(Collected data)
****************

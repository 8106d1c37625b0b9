use super::state::WorkerState;
use crate::duration_store::{DurationStore, PersistedProgress, WorkerStatus};
use anyhow::Result;
use std::sync::Arc;
use tracing::{info, warn};

pub const UNEXPECTED_STOP_MESSAGE: &str = "Worker stopped unexpectedly";

/// Durable snapshots of the bulk run in the singleton progress row.
#[derive(Clone)]
pub struct ProgressPersistence {
    store: Arc<dyn DurationStore>,
}

impl ProgressPersistence {
    pub fn new(store: Arc<dyn DurationStore>) -> Self {
        Self { store }
    }

    pub fn save(&self, state: &WorkerState, last_processed_track_id: Option<i64>) -> Result<()> {
        self.store
            .save_progress(&state.to_persisted(last_processed_track_id))
    }

    pub fn load(&self) -> Result<Option<PersistedProgress>> {
        self.store.load_progress()
    }

    pub fn mark_complete(&self) -> Result<()> {
        if let Some(mut progress) = self.load()? {
            let now = chrono::Utc::now().timestamp();
            progress.status = WorkerStatus::Completed;
            progress.current_track_id = None;
            progress.current_track = None;
            progress.completed_at = Some(now);
            progress.last_activity_at = Some(now);
            self.store.save_progress(&progress)?;
        }
        Ok(())
    }

    pub fn reset(&self) -> Result<()> {
        self.store.clear_progress()
    }

    /// Records a stop request on the persisted snapshot of an active run.
    pub fn mark_stopping(&self) -> Result<()> {
        if let Some(mut progress) = self.load()? {
            if matches!(progress.status, WorkerStatus::Running | WorkerStatus::Paused) {
                progress.status = WorkerStatus::Stopping;
                progress.last_activity_at = Some(chrono::Utc::now().timestamp());
                self.store.save_progress(&progress)?;
            }
        }
        Ok(())
    }

    /// The last snapshot as a restarted process would report it, without
    /// writing anything back.
    pub fn reconciled_view(&self) -> Result<Option<PersistedProgress>> {
        Ok(self.load()?.map(|mut progress| {
            mark_interrupted(&mut progress);
            progress
        }))
    }

    /// A snapshot still claiming to be running or stopping belongs to a
    /// process that died; it is rewritten as failed.
    pub fn reconcile_after_restart(&self) -> Result<Option<PersistedProgress>> {
        let Some(mut progress) = self.load()? else {
            return Ok(None);
        };
        let previous = progress.status;
        if mark_interrupted(&mut progress) {
            warn!(
                "Found bulk progress in '{}' state without a worker, marking as failed",
                previous.as_str()
            );
            self.store.save_progress(&progress)?;
            info!(
                "Interrupted run had processed {}/{} tracks",
                progress.processed_tracks, progress.total_tracks
            );
        }
        Ok(Some(progress))
    }
}

fn mark_interrupted(progress: &mut PersistedProgress) -> bool {
    if !matches!(progress.status, WorkerStatus::Running | WorkerStatus::Stopping) {
        return false;
    }
    progress.status = WorkerStatus::Failed;
    progress.last_error = Some(UNEXPECTED_STOP_MESSAGE.to_string());
    progress.current_track_id = None;
    progress.current_track = None;
    true
}

#[cfg(test)]
mod tests {
    use super::*;
    use crate::duration_store::SqliteDurationStore;

    fn persistence() -> ProgressPersistence {
        ProgressPersistence::new(Arc::new(SqliteDurationStore::in_memory().unwrap()))
    }

    fn state(status: WorkerStatus) -> WorkerState {
        WorkerState {
            status,
            total_tracks: 20,
            processed_tracks: 5,
            resolved_count: 5,
            current_track_id: Some(6),
            current_track: Some("Miles Davis - So What".to_string()),
            started_at: Some(1_700_000_000),
            ..WorkerState::idle()
        }
    }

    #[test]
    fn test_save_and_load() {
        let persistence = persistence();
        assert!(persistence.load().unwrap().is_none());

        persistence.save(&state(WorkerStatus::Paused), Some(5)).unwrap();
        let loaded = persistence.load().unwrap().unwrap();
        assert_eq!(loaded.status, WorkerStatus::Paused);
        assert_eq!(loaded.processed_tracks, 5);
        assert_eq!(loaded.last_processed_track_id, Some(5));

        persistence.reset().unwrap();
        assert!(persistence.load().unwrap().is_none());
    }

    #[test]
    fn test_reconcile_marks_running_snapshot_failed() {
        let persistence = persistence();
        persistence.save(&state(WorkerStatus::Running), Some(5)).unwrap();

        let reconciled = persistence.reconcile_after_restart().unwrap().unwrap();
        assert_eq!(reconciled.status, WorkerStatus::Failed);
        assert_eq!(reconciled.last_error.as_deref(), Some(UNEXPECTED_STOP_MESSAGE));
        assert_eq!(reconciled.processed_tracks, 5);
        assert_eq!(persistence.load().unwrap().unwrap(), reconciled);
    }

    #[test]
    fn test_reconciled_view_does_not_write() {
        let persistence = persistence();
        assert!(persistence.reconciled_view().unwrap().is_none());
        persistence.save(&state(WorkerStatus::Running), Some(5)).unwrap();

        let view = persistence.reconciled_view().unwrap().unwrap();
        assert_eq!(view.status, WorkerStatus::Failed);
        assert_eq!(view.last_error.as_deref(), Some(UNEXPECTED_STOP_MESSAGE));

        let stored = persistence.load().unwrap().unwrap();
        assert_eq!(stored.status, WorkerStatus::Running);
        assert_eq!(stored.last_error, None);
    }

    #[test]
    fn test_stopping_snapshot_is_reconciled_as_failed() {
        let persistence = persistence();
        persistence.save(&state(WorkerStatus::Running), Some(5)).unwrap();
        persistence.mark_stopping().unwrap();
        assert_eq!(
            persistence.load().unwrap().unwrap().status,
            WorkerStatus::Stopping
        );

        let reconciled = persistence.reconcile_after_restart().unwrap().unwrap();
        assert_eq!(reconciled.status, WorkerStatus::Failed);
        assert_eq!(reconciled.last_processed_track_id, Some(5));
    }

    #[test]
    fn test_mark_stopping_ignores_finished_runs() {
        let persistence = persistence();
        persistence.mark_stopping().unwrap();
        assert!(persistence.load().unwrap().is_none());

        persistence.save(&state(WorkerStatus::Completed), Some(5)).unwrap();
        persistence.mark_stopping().unwrap();
        assert_eq!(
            persistence.load().unwrap().unwrap().status,
            WorkerStatus::Completed
        );
    }

    #[test]
    fn test_reconcile_leaves_paused_and_completed_alone() {
        let persistence = persistence();
        persistence.save(&state(WorkerStatus::Paused), Some(5)).unwrap();
        let reconciled = persistence.reconcile_after_restart().unwrap().unwrap();
        assert_eq!(reconciled.status, WorkerStatus::Paused);
        assert_eq!(reconciled.last_error, None);

        persistence.mark_complete().unwrap();
        let completed = persistence.load().unwrap().unwrap();
        assert_eq!(completed.status, WorkerStatus::Completed);
        assert!(completed.completed_at.is_some());
        assert_eq!(completed.current_track_id, None);
    }
}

****************

### Task to complete:
All the records above are to be reproduced exactly.

### Answer to this task:
repository 8106d1c37625b0b9
use super::state::WorkerState;
use crate::duration_store::{DurationStore, PersistedProgress, WorkerStatus};
use anyhow::Result;
use std::sync::Arc;
use tracing::{info, warn};

pub const UNEXPECTED_STOP_MESSAGE: &str = "Worker stopped unexpectedly";

/// Durable snapshots of the bulk run in the singleton progress row.
#[derive(Clone)]
pub struct ProgressPersistence {
    store: Arc<dyn DurationStore>,
}

impl ProgressPersistence {
    pub fn new(store: Arc<dyn DurationStore>) -> Self {
        Self { store }
    }

    pub fn save(&self, state: &WorkerState, last_processed_track_id: Option<i64>) -> Result<()> {
        self.store
            .save_progress(&state.to_persisted(last_processed_track_id))
    }

    pub fn load(&self) -> Result<Option<PersistedProgress>> {
        self.store.load_progress()
    }

    pub fn mark_complete(&self) -> Result<()> {
        if let Some(mut progress) = self.load()? {
            let now = chrono::Utc::now().timestamp();
            progress.status = WorkerStatus::Completed;
            progress.current_track_id = None;
            progress.current_track = None;
            progress.completed_at = Some(now);
            progress.last_activity_at = Some(now);
            self.store.save_progress(&progress)?;
        }
        Ok(())
    }

    pub fn reset(&self) -> Result<()> {
        self.store.clear_progress()
    }

    /// Records a stop request on the persisted snapshot of an active run.
    pub fn mark_stopping(&self) -> Result<()> {
        if let Some(mut progress) = self.load()? {
            if matches!(progress.status, WorkerStatus::Running | WorkerStatus::Paused) {
                progress.status = WorkerStatus::Stopping;
                progress.last_activity_at = Some(chrono::Utc::now().timestamp());
                self.store.save_progress(&progress)?;
            }
        }
        Ok(())
    }

    /// The last snapshot as a restarted process would report it, without
    /// writing anything back.
    pub fn reconciled_view(&self) -> Result<Option<PersistedProgress>> {
        Ok(self.load()?.map(|mut progress| {
            mark_interrupted(&mut progress);
            progress
        }))
    }

    /// A snapshot still claiming to be running or stopping belongs to a
    /// process that died; it is rewritten as failed.
    pub fn reconcile_after_restart(&self) -> Result<Option<PersistedProgress>> {
        let Some(mut progress) = self.load()? else {
            return Ok(None);
        };
        let previous = progress.status;
        if mark_interrupted(&mut progress) {
            warn!(
                "Found bulk progress in '{}' state without a worker, marking as failed",
                previous.as_str()
            );
            self.store.save_progress(&progress)?;
            info!(
                "Interrupted run had processed {}/{} tracks",
                progress.processed_tracks, progress.total_tracks
            );
        }
        Ok(Some(progress))
    }
}

fn mark_interrupted(progress: &mut PersistedProgress) -> bool {
    if !matches!(progress.status, WorkerStatus::Running | WorkerStatus::Stopping) {
        return false;
    }
    progress.status = WorkerStatus::Failed;
    progress.last_error = Some(UNEXPECTED_STOP_MESSAGE.to_string());
    progress.current_track_id = None;
    progress.current_track = None;
    true
}

#[cfg(test)]
mod tests {
    use super::*;
    use crate::duration_store::SqliteDurationStore;

    fn persistence() -> ProgressPersistence {
        ProgressPersistence::new(Arc::new(SqliteDurationStore::in_memory().unwrap()))
    }

    fn state(status: WorkerStatus) -> WorkerState {
        WorkerState {
            status,
            total_tracks: 20,
            processed_tracks: 5,
            resolved_count: 5,
            current_track_id: Some(6),
            current_track: Some("Miles Davis - So What".to_string()),
            started_at: Some(1_700_000_000),
            ..WorkerState::idle()
        }
    }

    #[test]
    fn test_save_and_load() {
        let persistence = persistence();
        assert!(persistence.load().unwrap().is_none());

        persistence.save(&state(WorkerStatus::Paused), Some(5)).unwrap();
        let loaded = persistence.load().unwrap().unwrap();
        assert_eq!(loaded.status, WorkerStatus::Paused);
        assert_eq!(loaded.processed_tracks, 5);
        assert_eq!(loaded.last_processed_track_id, Some(5));

        persistence.reset().unwrap();
        assert!(persistence.load().unwrap().is_none());
    }

    #[test]
    fn test_reconcile_marks_running_snapshot_failed() {
        let persistence = persistence();
        persistence.save(&state(WorkerStatus::Running), Some(5)).unwrap();

        let reconciled = persistence.reconcile_after_restart().unwrap().unwrap();
        assert_eq!(reconciled.status, WorkerStatus::Failed);
        assert_eq!(reconciled.last_error.as_deref(), Some(UNEXPECTED_STOP_MESSAGE));
        assert_eq!(reconciled.processed_tracks, 5);
        assert_eq!(persistence.load().unwrap().unwrap(), reconciled);
    }

    #[test]
    fn test_reconciled_view_does_not_write() {
        let persistence = persistence();
        assert!(persistence.reconciled_view().unwrap().is_none());
        persistence.save(&state(WorkerStatus::Running), Some(5)).unwrap();

        let view = persistence.reconciled_view().unwrap().unwrap();
        assert_eq!(view.status, WorkerStatus::Failed);
        assert_eq!(view.last_error.as_deref(), Some(UNEXPECTED_STOP_MESSAGE));

        let stored = persistence.load().unwrap().unwrap();
        assert_eq!(stored.status, WorkerStatus::Running);
        assert_eq!(stored.last_error, None);
    }

    #[test]
    fn test_stopping_snapshot_is_reconciled_as_failed() {
        let persistence = persistence();
        persistence.save(&state(WorkerStatus::Running), Some(5)).unwrap();
        persistence.mark_stopping().unwrap();
        assert_eq!(
            persistence.load().unwrap().unwrap().status,
            WorkerStatus::Stopping
        );

        let reconciled = persistence.reconcile_after_restart().unwrap().unwrap();
        assert_eq!(reconciled.status, WorkerStatus::Failed);
        assert_eq!(reconciled.last_processed_track_id, Some(5));
    }

    #[test]
    fn test_mark_stopping_ignores_finished_runs() {
        let persistence = persistence();
        persistence.mark_stopping().unwrap();
        assert!(persistence.load().unwrap().is_none());

        persistence.save(&state(WorkerStatus::Completed), Some(5)).unwrap();
        persistence.mark_stopping().unwrap();
        assert_eq!(
            persistence.load().unwrap().unwrap().status,
            WorkerStatus::Completed
        );
    }

    #[test]
    fn test_reconcile_leaves_paused_and_completed_alone() {
        let persistence = persistence();
        persistence.save(&state(WorkerStatus::Paused), Some(5)).unwrap();
        let reconciled = persistence.reconcile_after_restart().unwrap().unwrap();
        assert_eq!(reconciled.status, WorkerStatus::Paused);
        assert_eq!(reconciled.last_error, None);

        persistence.mark_complete().unwrap();
        let completed = persistence.load().unwrap().unwrap();
        assert_eq!(completed.status, WorkerStatus::Completed);
        assert!(completed.completed_at.is_some());
        assert_eq!(completed.current_track_id, None);
    }
}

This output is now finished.